Dataset excerpts:
----

//! Daily hydration tracking: a goal, the intakes logged against it, and the
//! summary shown on the dashboard.

use std::collections::HashMap;

use chrono::{NaiveDate, NaiveTime};
use serde::{Deserialize, Serialize};
use tokio::sync::RwLock;
use tracing::debug;

/// Amounts offered as one-tap buttons, in ml.
pub const QUICK_AMOUNTS: [u32; 5] = [125, 250, 330, 500, 750];

#[derive(Debug, Clone, Copy, PartialEq, Eq, Serialize, Deserialize, Default)]
#[serde(rename_all = "snake_case")]
pub enum DrinkKind {
    #[default]
    Water,
    Coffee,
    Tea,
    Juice,
}

#[derive(Debug, Clone, PartialEq, Eq, Serialize, Deserialize)]
pub struct Intake {
    pub time: NaiveTime,
    pub amount_ml: u32,
    #[serde(default)]
    pub kind: DrinkKind,
}

#[derive(Debug, Clone, Copy, PartialEq, Serialize)]
pub struct HydrationSummary {
    pub goal_ml: u32,
    pub current_ml: u32,
    pub remaining_ml: u32,
    /// Share of the goal reached, capped at 100.
    pub percentage: f64,
    pub goal_reached: bool,
}

/// One day of intakes, in the order they were logged.
#[derive(Debug, Clone, PartialEq, Serialize, Deserialize)]
pub struct HydrationDay {
    pub goal_ml: u32,
    intakes: Vec<Intake>,
}

impl HydrationDay {
    pub fn new(goal_ml: u32) -> Self {
        Self {
            goal_ml,
            intakes: Vec::new(),
        }
    }

    pub fn intakes(&self) -> &[Intake] {
        &self.intakes
    }

    pub fn add(&mut self, time: NaiveTime, amount_ml: u32, kind: DrinkKind) {
        self.intakes.push(Intake { time, amount_ml, kind });
    }

    /// Undo the most recent intake. Returns it, or `None` on an empty day.
    pub fn remove_last(&mut self) -> Option<Intake> {
        self.intakes.pop()
    }

    pub fn current_ml(&self) -> u32 {
        self.intakes.iter().map(|i| i.amount_ml).sum()
    }

    pub fn summary(&self) -> HydrationSummary {
        let current_ml = self.current_ml();
        let percentage = if self.goal_ml == 0 {
            100.0
        } else {
            (f64::from(current_ml) / f64::from(self.goal_ml) * 100.0).min(100.0)
        };
        HydrationSummary {
            goal_ml: self.goal_ml,
            current_ml,
            remaining_ml: self.goal_ml.saturating_sub(current_ml),
            percentage,
            goal_reached: current_ml >= self.goal_ml,
        }
    }
}

/// In-memory hydration days, one per user. Starting a new date drops the
/// user's earlier days.
#[derive(Debug, Default)]
pub struct HydrationLog {
    days: RwLock<HashMap<String, (NaiveDate, HydrationDay)>>,
}

impl HydrationLog {
    pub fn new() -> Self {
        Self::default()
    }

    /// The user's day for `date`, or an empty day at `default_goal_ml`.
    pub async fn day(&self, user_id: &str, date: NaiveDate, default_goal_ml: u32) -> HydrationDay {
        match self.days.read().await.get(user_id) {
            Some((d, day)) if *d == date => day.clone(),
            _ => HydrationDay::new(default_goal_ml),
        }
    }

    /// Apply `f` to the user's day for `date`, creating it first if needed.
    /// Returns what `f` returned and the updated day.
    pub async fn update<R>(
        &self,
        user_id: &str,
        date: NaiveDate,
        default_goal_ml: u32,
        f: impl FnOnce(&mut HydrationDay) -> R,
    ) -> (R, HydrationDay) {
        let mut days = self.days.write().await;
        let entry = days
            .entry(user_id.to_string())
            .or_insert_with(|| (date, HydrationDay::new(default_goal_ml)));
        if entry.0 != date {
            debug!(user_id, from = %entry.0, to = %date, "Starting new hydration day");
            *entry = (date, HydrationDay::new(default_goal_ml));
        }
        let result = f(&mut entry.1);
        (result, entry.1.clone())
    }
}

----

EXERCISE GOAL:
Your answer should be an exact transcription of the data above.

OUTPUT OF THE EXERCISE:
//! Daily hydration tracking: a goal, the intakes logged against it, and the
//! summary shown on the dashboard.

use std::collections::HashMap;

use chrono::{NaiveDate, NaiveTime};
use serde::{Deserialize, Serialize};
use tokio::sync::RwLock;
use tracing::debug;

/// Amounts offered as one-tap buttons, in ml.
pub const QUICK_AMOUNTS: [u32; 5] = [125, 250, 330, 500, 750];

#[derive(Debug, Clone, Copy, PartialEq, Eq, Serialize, Deserialize, Default)]
#[serde(rename_all = "snake_case")]
pub enum DrinkKind {
    #[default]
    Water,
    Coffee,
    Tea,
    Juice,
}

#[derive(Debug, Clone, PartialEq, Eq, Serialize, Deserialize)]
pub struct Intake {
    pub time: NaiveTime,
    pub amount_ml: u32,
    #[serde(default)]
    pub kind: DrinkKind,
}

#[derive(Debug, Clone, Copy, PartialEq, Serialize)]
pub struct HydrationSummary {
    pub goal_ml: u32,
    pub current_ml: u32,
    pub remaining_ml: u32,
    /// Share of the goal reached, capped at 100.
    pub percentage: f64,
    pub goal_reached: bool,
}

/// One day of intakes, in the order they were logged.
#[derive(Debug, Clone, PartialEq, Serialize, Deserialize)]
pub struct HydrationDay {
    pub goal_ml: u32,
    intakes: Vec<Intake>,
}

impl HydrationDay {
    pub fn new(goal_ml: u32) -> Self {
        Self {
            goal_ml,
            intakes: Vec::new(),
        }
    }

    pub fn intakes(&self) -> &[Intake] {
        &self.intakes
    }

    pub fn add(&mut self, time: NaiveTime, amount_ml: u32, kind: DrinkKind) {
        self.intakes.push(Intake { time, amount_ml, kind });
    }

    /// Undo the most recent intake. Returns it, or `None` on an empty day.
    pub fn remove_last(&mut self) -> Option<Intake> {
        self.intakes.pop()
    }

    pub fn current_ml(&self) -> u32 {
        self.intakes.iter().map(|i| i.amount_ml).sum()
    }

    pub fn summary(&self) -> HydrationSummary {
        let current_ml = self.current_ml();
        let percentage = if self.goal_ml == 0 {
            100.0
        } else {
            (f64::from(current_ml) / f64::from(self.goal_ml) * 100.0).min(100.0)
        };
        HydrationSummary {
            goal_ml: self.goal_ml,
            current_ml,
            remaining_ml: self.goal_ml.saturating_sub(current_ml),
            percentage,
            goal_reached: current_ml >= self.goal_ml,
        }
    }
}

/// In-memory hydration days, one per user. Starting a new date drops the
/// user's earlier days.
#[derive(Debug, Default)]
pub struct HydrationLog {
    days: RwLock<HashMap<String, (NaiveDate, HydrationDay)>>,
}

impl HydrationLog {
    pub fn new() -> Self {
        Self::default()
    }

    /// The user's day for `date`, or an empty day at `default_goal_ml`.
    pub async fn day(&self, user_id: &str, date: NaiveDate, default_goal_ml: u32) -> HydrationDay {
        match self.days.read().await.get(user_id) {
            Some((d, day)) if *d == date => day.clone(),
            _ => HydrationDay::new(default_goal_ml),
        }
    }

    /// Apply `f` to the user's day for `date`, creating it first if needed.
    /// Returns what `f` returned and the updated day.
    pub async fn update<R>(
        &self,
        user_id: &str,
        date: NaiveDate,
        default_goal_ml: u32,
        f: impl FnOnce(&mut HydrationDay) -> R,
    ) -> (R, HydrationDay) {
        let mut days = self.days.write().await;
        let entry = days
            .entry(user_id.to_string())
            .or_insert_with(|| (date, HydrationDay::new(default_goal_ml)));
        if entry.0 != date {
            debug!(user_id, from = %entry.0, to = %date, "Starting new hydration day");
            *entry = (date, HydrationDay::new(default_goal_ml));
        }
        let result = f(&mut entry.1);
        (result, entry.1.clone())
    }
}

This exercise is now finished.